Four years ago I had the privilege of attending the windup rally in the State of New York in the new Madison Square Garden. I thought then that I would never see a bigger or a better crowd. I want to say tonight that here in Nassau, in this new stadium, this is the biggest and best rally, Joe Margiotta,1 that I have ever seen,

And there is something else that is new here. There is this great, enormous number of people in front of me. I see you and I know that you are young people. Four years ago, at your age, you could not vote. But predictions were made that the young voters will be on the other side. Let me say a majority of America's young voters are going to be on our side this year.

Governor Rockefeller, you have introduced me very generously. I want to say this to the great audience here in the State of New York that we had a ceremony on Friday in Philadelphia where an historic bill providing for revenue sharing was signed. Credit was given on that occasion to mayors and Governors and Congressmen and Senators. I want you to know that Governor Rockefeller deserves the major credit. Without him, we would not have revenue sharing today, and my hat is off to him for it.

Now, tonight, as we are just 2 weeks away from the election, I want to talk to you about something that perhaps at this stage in a campaign you seldom hear. You know that there are great differences between those who are seeking the office for the Presidency today. You know that those differences are honestly held by both men. You know, too, that the choice that is to be made is one that is bigger than party. It is one that is as big as America itself.

That is the reason why this year not only Republicans but millions of Democrats and independents are joining us, because they are voting for what is best for America.

Tonight I want to talk to you about what those Four More Years can mean to America. I do not want to talk about those fears and hates that divide America. I want you, all of us in this country and this great rally, to address ourselves to the hopes and to the dreams that unite America, that unite us, whatever our party, whatever our background. Let us, as Americans, look at the future of this country, and let us work for and vote for what we think is best for this country.

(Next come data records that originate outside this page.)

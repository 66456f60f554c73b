use tracing_subscriber::{layer::SubscriberExt, util::SubscriberInitExt, EnvFilter};

pub fn init_cli_logger(verbose: bool) {
    let filter = if verbose {
        EnvFilter::try_from_default_env()
            .unwrap_or_else(|_| EnvFilter::new("seed_share=debug,tower_http=debug,info"))
    } else {
        EnvFilter::try_from_default_env().unwrap_or_else(|_| EnvFilter::new("seed_share=info"))
    };

    tracing_subscriber::registry()
        .with(filter)
        .with(
            tracing_subscriber::fmt::layer()
                .with_target(false)
                .with_thread_ids(false)
                .with_file(false)
                .with_line_number(false)
                .compact(),
        )
        .init();
}

/// 部署於容器或雲端時使用 JSON 格式，方便集中收集日誌
pub fn init_json_logger() {
    let filter = EnvFilter::try_from_default_env()
        .unwrap_or_else(|_| EnvFilter::new("seed_share=info,tower_http=info"));

    tracing_subscriber::registry()
        .with(filter)
        .with(
            tracing_subscriber::fmt::layer()
                .with_target(true)
                .with_thread_ids(false)
                .with_file(false)
                .with_line_number(false)
                .json(),
        )
        .init();
}
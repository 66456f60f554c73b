pub mod adapters;
pub mod api;
pub mod app;
pub mod config;
pub mod core;
pub mod domain;
pub mod server;
pub mod utils;

#[cfg(feature = "cli")]
pub use crate::config::CliConfig;
pub use crate::config::TomlConfig;

pub use crate::adapters::LocalStorage;
pub use crate::app::{build_app, build_state};
pub use crate::core::store::{SeedStore, StoreOptions};
pub use crate::domain::model::{Applicant, ApplicationRequest, SeedVariety};
pub use crate::domain::services::{ApplicationService, SelectionPolicy};
pub use crate::server::{build_router, AppState};
pub use crate::utils::error::{Result, SeedError};
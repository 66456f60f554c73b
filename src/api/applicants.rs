//! Application submission and applicant-log endpoints.

use super::{run_to_completion, ApiError, SuccessResponse};
use crate::core::csv_export::{export_applicants_csv, EXPORT_FILENAME};
use crate::core::{Applicant, ApplicationRequest};
use crate::server::AppState;
use axum::{
    extract::{rejection::JsonRejection, State},
    http::header,
    response::{IntoResponse, Response},
    Json,
};

/// `POST /apply`
pub async fn apply(
    State(state): State<AppState>,
    payload: Result<Json<ApplicationRequest>, JsonRejection>,
) -> Result<Json<SuccessResponse>, ApiError> {
    let Json(request) = payload.map_err(|rejection| {
        tracing::debug!("Rejected application body: {}", rejection);
        ApiError::bad_request("Invalid request body")
    })?;

    let service = state.applications.clone();
    run_to_completion(async move { service.submit(request).await }).await?;

    Ok(Json(SuccessResponse::with_message(
        "Application submitted successfully!",
    )))
}

/// `GET /applicants`：新的在前
pub async fn list_applicants(State(state): State<AppState>) -> Json<Vec<Applicant>> {
    Json(state.store.list_applicants().await)
}

/// `DELETE /applicants`
pub async fn clear_applicants(
    State(state): State<AppState>,
) -> Result<Json<SuccessResponse>, ApiError> {
    let store = state.store.clone();
    run_to_completion(async move { store.clear_applicants().await }).await?;

    Ok(Json(SuccessResponse::with_message("All applicants deleted.")))
}

/// `GET /applicants/export`：下載 CSV
pub async fn export_applicants(State(state): State<AppState>) -> Result<Response, ApiError> {
    let ledger = state.store.snapshot().await;
    let csv = export_applicants_csv(
        &ledger.log.newest_first(),
        &ledger.inventory,
        state.export_utc_offset_hours,
    )?;

    let disposition = format!("attachment; filename=\"{}\"", EXPORT_FILENAME);
    Ok((
        [
            (header::CONTENT_TYPE, "text/csv; charset=utf-8".to_string()),
            (header::CONTENT_DISPOSITION, disposition),
        ],
        csv,
    )
        .into_response())
}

Let me begin, if I may, with, I know, a subject that is much in the minds, as it should be, of particularly the young people here. That is the situation with regard to the chance to have something we have not had in this country in this whole century--a full generation of peace.

In speaking to that subject, you will remember the situation when we came into office. You will recall that we had had no negotiation whatever of significance with the country or the government that had the biggest number of people in the world, the People's Republic of China. You will recall that we were in constant confrontation, rather than negotiation, with the Soviet Union, the other great super power.

I do not contend tonight that in these past 4 years we have accomplished the millennium, but I do say this, and I think history will record that this is the case: Because of the progress we have made, progress in ending the war in Vietnam with honor and not surrender, because of the trips that I was able to take early in the year to Peking and later in the spring to Moscow, the year 1972 will go down as the year in which more progress was made toward real peace in the world than any year since World War II.

I do not stand on that record, because it is something to build on. Let us see what kind of a world we can build looking to the future.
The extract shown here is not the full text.